Action item: Set down exactly the lines of the records from the top to the line containing "used for intervals."; include both.

Material provided:

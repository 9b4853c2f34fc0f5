//! Numeric helpers and significance tests.
//!
//! Every function here returns finite values or `None`; NaN and infinity
//! never leave this module.

use crate::models::{SignificanceTest, StatisticalSignificance};
use statrs::distribution::{ContinuousCDF, Normal, StudentsT};

/// Tolerance for threshold comparisons on floats.
pub const EPSILON: f64 = 1e-9;

/// Two-sided confidence level used for intervals.
const CONFIDENCE_LEVEL: f64 = 0.95;

/// `numerator / denominator`, with `0.0` for a zero or non-finite result.
pub fn safe_ratio(numerator: f64, denominator: f64) -> f64 {
    if denominator == 0.0 {
        return 0.0;
    }
    let ratio = numerator / denominator;
    if ratio.is_finite() {
        ratio
    } else {
        0.0
    }
}

/// Compare two floats within [`EPSILON`].
pub fn approx_eq(a: f64, b: f64) -> bool {
    (a - b).abs() <= EPSILON
}

/// Map an anomaly magnitude to a starting confidence in `[0.3, 0.8]`.
///
/// `reference` is the magnitude that saturates the scale.
pub fn initial_confidence(magnitude: f64, reference: f64) -> f64 {
    let normalized = if magnitude.is_finite() && reference > 0.0 {
        (magnitude.max(0.0) / reference).min(1.0)
    } else {
        0.0
    };
    (0.3 + 0.5 * normalized).clamp(0.0, 1.0)
}

/// Arithmetic mean, `None` for an empty slice.
pub fn mean(values: &[f64]) -> Option<f64> {
    if values.is_empty() {
        return None;
    }
    Some(values.iter().sum::<f64>() / values.len() as f64)
}

/// Unbiased sample variance, `None` below two observations.
pub fn sample_variance(values: &[f64]) -> Option<f64> {
    if values.len() < 2 {
        return None;
    }
    let m = mean(values)?;
    let ss: f64 = values.iter().map(|v| (v - m).powi(2)).sum();
    Some(ss / (values.len() - 1) as f64)
}

/// Two-proportion z-test of `x1/n1` against `x2/n2`.
///
/// The p-value uses the pooled standard error; the interval on
/// `p1 - p2` uses the unpooled one.
pub fn two_proportion_test(
    x1: f64,
    n1: f64,
    x2: f64,
    n2: f64,
) -> Option<StatisticalSignificance> {
    if n1 <= 0.0 || n2 <= 0.0 || x1 < 0.0 || x2 < 0.0 || x1 > n1 || x2 > n2 {
        return None;
    }

    let p1 = x1 / n1;
    let p2 = x2 / n2;
    let pooled = (x1 + x2) / (n1 + n2);
    let pooled_se = (pooled * (1.0 - pooled) * (1.0 / n1 + 1.0 / n2)).sqrt();
    let normal = Normal::new(0.0, 1.0).ok()?;

    let p_value = if pooled_se > 0.0 && pooled_se.is_finite() {
        let z = (p1 - p2) / pooled_se;
        finite_probability(2.0 * (1.0 - normal.cdf(z.abs())))
    } else {
        None
    };

    let unpooled_se = (p1 * (1.0 - p1) / n1 + p2 * (1.0 - p2) / n2).sqrt();
    let z_crit = normal.inverse_cdf(1.0 - (1.0 - CONFIDENCE_LEVEL) / 2.0);
    let confidence_interval = interval(p1 - p2, z_crit * unpooled_se);

    significance(
        SignificanceTest::TwoProportionZ,
        p_value,
        confidence_interval,
        n1,
        n2,
    )
}

/// Welch's two-sample t-test on the means of `a` and `b`.
pub fn welch_t_test(a: &[f64], b: &[f64]) -> Option<StatisticalSignificance> {
    let (m1, v1) = (mean(a)?, sample_variance(a)?);
    let (m2, v2) = (mean(b)?, sample_variance(b)?);
    let (n1, n2) = (a.len() as f64, b.len() as f64);

    let q1 = v1 / n1;
    let q2 = v2 / n2;
    let se = (q1 + q2).sqrt();
    if !(se > 0.0 && se.is_finite()) {
        return None;
    }

    let df = (q1 + q2).powi(2) / (q1.powi(2) / (n1 - 1.0) + q2.powi(2) / (n2 - 1.0));
    if !(df > 0.0 && df.is_finite()) {
        return None;
    }

    let dist = StudentsT::new(0.0, 1.0, df).ok()?;
    let t = (m1 - m2) / se;
    let p_value = finite_probability(2.0 * (1.0 - dist.cdf(t.abs())));
    let t_crit = dist.inverse_cdf(1.0 - (1.0 - CONFIDENCE_LEVEL) / 2.0);
    let confidence_interval = interval(m1 - m2, t_crit * se);

    significance(SignificanceTest::WelchT, p_value, confidence_interval, n1, n2)
}

fn finite_probability(p: f64) -> Option<f64> {
    p.is_finite().then(|| p.clamp(0.0, 1.0))
}

fn interval(center: f64, margin: f64) -> Option<[f64; 2]> {
    if !(center.is_finite() && margin.is_finite()) {
        return None;
    }
    let margin = margin.abs();
    Some([center - margin, center + margin])
}

fn significance(
    test: SignificanceTest,
    p_value: Option<f64>,
    confidence_interval: Option<[f64; 2]>,
    target_sample: f64,
    comparison_sample: f64,
) -> Option<StatisticalSignificance> {
    if p_value.is_none() && confidence_interval.is_none() {
        return None;
    }
    Some(StatisticalSignificance {
        test,
        p_value,
        confidence_interval,
        target_sample,
        comparison_sample,
    })
}
fn compute_trend(rows: &[AdRow], metric: RatioMetric, stable_threshold: f64) -> Trend {
    let mut weekly: BTreeMap<(i32, u32), Totals> = BTreeMap::new();
    let mut monthly: BTreeMap<(i32, u32), Totals> = BTreeMap::new();

    for row in rows {
        let week = row.date.iso_week();
        weekly.entry((week.year(), week.week())).or_default().add(row);
        monthly
            .entry((row.date.year(), row.date.month()))
            .or_default()
            .add(row);
    }

    let week_over_week_change = last_bucket_change(&weekly, metric);
    let month_over_month_change = last_bucket_change(&monthly, metric);

    let average = (week_over_week_change.abs() + month_over_month_change.abs()) / 2.0;
    let direction = if average <= stable_threshold {
        TrendDirection::Stable
    } else if week_over_week_change > 0.0 || month_over_month_change > 0.0 {
        TrendDirection::Increasing
    } else {
        TrendDirection::Decreasing
    };

    Trend {
        direction,
        week_over_week_change,
        month_over_month_change,
    }
}

/// Percent change between the last two buckets, `0.0` when undefined.
fn last_bucket_change(buckets: &BTreeMap<(i32, u32), Totals>, metric: RatioMetric) -> f64 {
    let mut recent = buckets.values().rev();
    let (Some(last), Some(prev)) = (recent.next(), recent.next()) else {
        return 0.0;
    };

    if !last.has_denominator(metric) || !prev.has_denominator(metric) {
        return 0.0;
    }

    let previous = prev.ratio(metric);
    if previous == 0.0 {
        return 0.0;
    }
    safe_ratio(last.ratio(metric) - previous, previous) * 100.0
}
impl AdRow {
    /// Value of the row for a segmentation dimension.
    pub fn dimension_value(&self, dimension: Dimension) -> Option<&str> {
        match dimension {
            Dimension::Campaign => Some(self.campaign_name.as_str()),
            Dimension::CreativeType => self.creative_type.as_deref(),
            Dimension::AudienceType => self.audience_type.as_deref(),
            Dimension::Platform => self.platform.as_deref(),
        }
    }
}

/// Kind of problem found while cleaning.
#[derive(Debug, Clone, Copy, PartialEq, Eq, Serialize, Deserialize)]
#[serde(rename_all = "snake_case")]
pub enum IssueKind {
    MissingValues,
    InvalidDates,
    NonNumericValues,
}

impl fmt::Display for IssueKind {
    fn fmt(&self, f: &mut fmt::Formatter<'_>) -> fmt::Result {
        match self {
            IssueKind::MissingValues => write!(f, "missing_values"),
            IssueKind::InvalidDates => write!(f, "invalid_dates"),
            IssueKind::NonNumericValues => write!(f, "non_numeric_values"),
        }
    }
}

/// A row excluded during cleaning.
#[derive(Debug, Clone, PartialEq, Serialize, Deserialize)]
pub struct DataQualityIssue {
    pub kind: IssueKind,
    pub field: String,
    /// Zero-based position of the record in the input.
    pub record: usize,
}

/// Cleaned rows plus what was dropped on the way.
#[derive(Debug, Clone, Default, PartialEq)]
pub struct Dataset {
    pub rows: Vec<AdRow>,
    pub quality_issues: Vec<DataQualityIssue>,
}

impl Dataset {
    /// Load and clean a dataset file.
    pub fn load(path: &Path, config: &Config) -> EngineResult<Self> {
        let content = std::fs::read_to_string(path).map_err(|source| EngineError::Dataset {
            path: path.to_path_buf(),
            source,
        })?;

        let records = parse_records(path, &content)?;
        let dataset = Self::from_records(records, &config.data_quality.date_format);

        info!(
            "Loaded {} rows from {} ({} excluded)",
            dataset.rows.len(),
            path.display(),
            dataset.quality_issues.len()
        );

        Ok(dataset)
    }

    /// Clean raw JSON records into rows.
    pub fn from_records(records: Vec<Value>, date_format: &str) -> Self {
        let mut dataset = Self::default();

        for (index, record) in records.into_iter().enumerate() {
            let Value::Object(fields) = record else {
                dataset.quality_issues.push(DataQualityIssue {
                    kind: IssueKind::MissingValues,
                    field: "record".to_string(),
                    record: index,
                });
                continue;
            };

            match clean_record(&fields, date_format) {
                Ok(row) => dataset.rows.push(row),
                Err((kind, field)) => {
                    debug!("Excluding record {}: {} in `{}`", index, kind, field);
                    dataset.quality_issues.push(DataQualityIssue {
                        kind,
                        field,
                        record: index,
                    });
                }
            }
        }

        if !dataset.quality_issues.is_empty() {
            warn!(
                "{} records excluded during cleaning",
                dataset.quality_issues.len()
            );
        }

        dataset
    }

    pub fn is_empty(&self) -> bool {
        self.rows.is_empty()
    }

    /// Date of the newest row.
    pub fn latest_date(&self) -> Option<NaiveDate> {
        self.rows.iter().map(|r| r.date).max()
    }

    /// Copy of the dataset restricted to rows inside `range`.
    ///
    /// Quality issues are kept: they describe the file, not the window.
    pub fn within(&self, range: &DateRange) -> Self {
        let rows: Vec<AdRow> = self
            .rows
            .iter()
            .filter(|r| range.contains(r.date))
            .cloned()
            .collect();

        info!(
            "Date filter {} kept {} of {} rows",
            range,
            rows.len(),
            self.rows.len()
        );

        Self {
            rows,
            quality_issues: self.quality_issues.clone(),
        }
    }

    /// Number of issues of one kind.
    pub fn issue_count(&self, kind: IssueKind) -> usize {
        self.quality_issues.iter().filter(|i| i.kind == kind).count()
    }
}

fn parse_records(path: &Path, content: &str) -> EngineResult<Vec<Value>> {
    let format_error = |detail: String| EngineError::DatasetFormat {
        path: path.to_path_buf(),
        detail,
    };

    let extension = path
        .extension()
        .and_then(|e| e.to_str())
        .map(|e| e.to_ascii_lowercase())
        .unwrap_or_default();

    if extension == "csv" {
        return parse_csv(content).map_err(|e| format_error(e.to_string()));
    }

    if extension == "jsonl" || extension == "ndjson" {
        return content
            .lines()
            .enumerate()
            .filter(|(_, line)| !line.trim().is_empty())
            .map(|(n, line)| {
                serde_json::from_str(line).map_err(|e| format_error(format!("line {}: {}", n + 1, e)))
            })
            .collect();
    }

    match serde_json::from_str::<Value>(content) {
        Ok(Value::Array(records)) => Ok(records),
        Ok(_) => Err(format_error("expected a JSON array of records".to_string())),
        Err(e) => Err(format_error(e.to_string())),
    }
}

/// Read CSV rows as string-valued records keyed by header.
///
/// Empty cells are left out so they clean as missing values.
fn parse_csv(content: &str) -> Result<Vec<Value>, csv::Error> {
    let mut reader = csv::ReaderBuilder::new()
        .trim(csv::Trim::All)
        .flexible(true)
        .from_reader(content.as_bytes());
    let headers = reader.headers()?.clone();

    reader
        .records()
        .map(|record| {
            let record = record?;
            let fields: Map<String, Value> = headers
                .iter()
                .zip(record.iter())
                .filter(|(_, cell)| !cell.is_empty())
                .map(|(name, cell)| (name.to_string(), Value::String(cell.to_string())))
                .collect();
            Ok(Value::Object(fields))
        })
        .collect()
}

type CleanError = (IssueKind, String);

fn clean_record(fields: &Map<String, Value>, date_format: &str) -> Result<AdRow, CleanError> {
    let campaign_name =
        text_field(fields, "campaign_name").ok_or((IssueKind::MissingValues, "campaign_name".to_string()))?;

    let date = match fields.get("date") {
        None | Some(Value::Null) => return Err((IssueKind::MissingValues, "date".to_string())),
        Some(Value::String(s)) => NaiveDate::parse_from_str(s.trim(), date_format)
            .map_err(|_| (IssueKind::InvalidDates, "date".to_string()))?,
        Some(_) => return Err((IssueKind::InvalidDates, "date".to_string())),
    };

    let mut numbers = [0.0; 4];
    for (slot, name) in numbers.iter_mut().zip(REQUIRED_NUMERIC) {
        *slot = numeric_field(fields, name)?.ok_or((IssueKind::MissingValues, name.to_string()))?;
    }
    let [spend, impressions, clicks, revenue] = numbers;

    Ok(AdRow {
        campaign_name,
        date,
        spend,
        impressions,
        clicks,
        revenue,
        purchases: numeric_field(fields, "purchases")?,
        creative_type: text_field(fields, "creative_type"),
        audience_type: text_field(fields, "audience_type"),
        platform: text_field(fields, "platform"),
        adset_name: text_field(fields, "adset_name"),
        country: text_field(fields, "country"),
    })
}

/// Numeric column: `Ok(None)` when absent, an error when present but unusable.
fn numeric_field(fields: &Map<String, Value>, name: &str) -> Result<Option<f64>, CleanError> {
    let non_numeric = || (IssueKind::NonNumericValues, name.to_string());
    match fields.get(name) {
        None | Some(Value::Null) => Ok(None),
        Some(Value::Number(n)) => n.as_f64().filter(|v| v.is_finite()).map(Some).ok_or_else(non_numeric),
        Some(Value::String(s)) if s.trim().is_empty() => Ok(None),
        Some(Value::String(s)) => s
            .trim()
            .parse::<f64>()
            .ok()
            .filter(|v| v.is_finite())
            .map(Some)
            .ok_or_else(non_numeric),
        Some(_) => Err(non_numeric()),
    }
}

fn text_field(fields: &Map<String, Value>, name: &str) -> Option<String> {
    match fields.get(name)? {
        Value::String(s) if !s.trim().is_empty() => Some(s.trim().to_string()),
        Value::Number(n) => Some(n.to_string()),
        _ => None,
    }
}

struct CacheEntry {
    path: PathBuf,
    modified: Option<SystemTime>,
    dataset: Arc<Dataset>,
}

/// Single-entry dataset cache keyed by path and modification time.
#[derive(Default)]
pub struct DatasetCache {
    entry: Mutex<Option<CacheEntry>>,
}

impl DatasetCache {
    pub fn new() -> Self {
        Self::default()
    }

    /// Return the cached dataset for `path`, reloading when the file changed.
    pub fn load(&self, path: &Path, config: &Config) -> EngineResult<Arc<Dataset>> {
        let key = std::fs::canonicalize(path).map_err(|source| EngineError::Dataset {
            path: path.to_path_buf(),
            source,
        })?;
        let modified = std::fs::metadata(&key).and_then(|m| m.modified()).ok();

        let mut guard = self.entry.lock().unwrap_or_else(|e| e.into_inner());
        if let Some(entry) = guard.as_ref() {
            if entry.path == key && entry.modified.is_some() && entry.modified == modified {
                debug!("Dataset cache hit for {}", key.display());
                return Ok(Arc::clone(&entry.dataset));
            }
        }

        let dataset = Arc::new(Dataset::load(&key, config)?);
        *guard = Some(CacheEntry {
            path: key,
            modified,
            dataset: Arc::clone(&dataset),
        });
        Ok(dataset)
    }
}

Expected output:
repository 9b4853c2f34fc0f5
//! Numeric helpers and significance tests.
//!
//! Every function here returns finite values or `None`; NaN and infinity
//! never leave this module.

use crate::models::{SignificanceTest, StatisticalSignificance};
use statrs::distribution::{ContinuousCDF, Normal, StudentsT};

/// Tolerance for threshold comparisons on floats.
pub const EPSILON: f64 = 1e-9;

/// Two-sided confidence level used for intervals.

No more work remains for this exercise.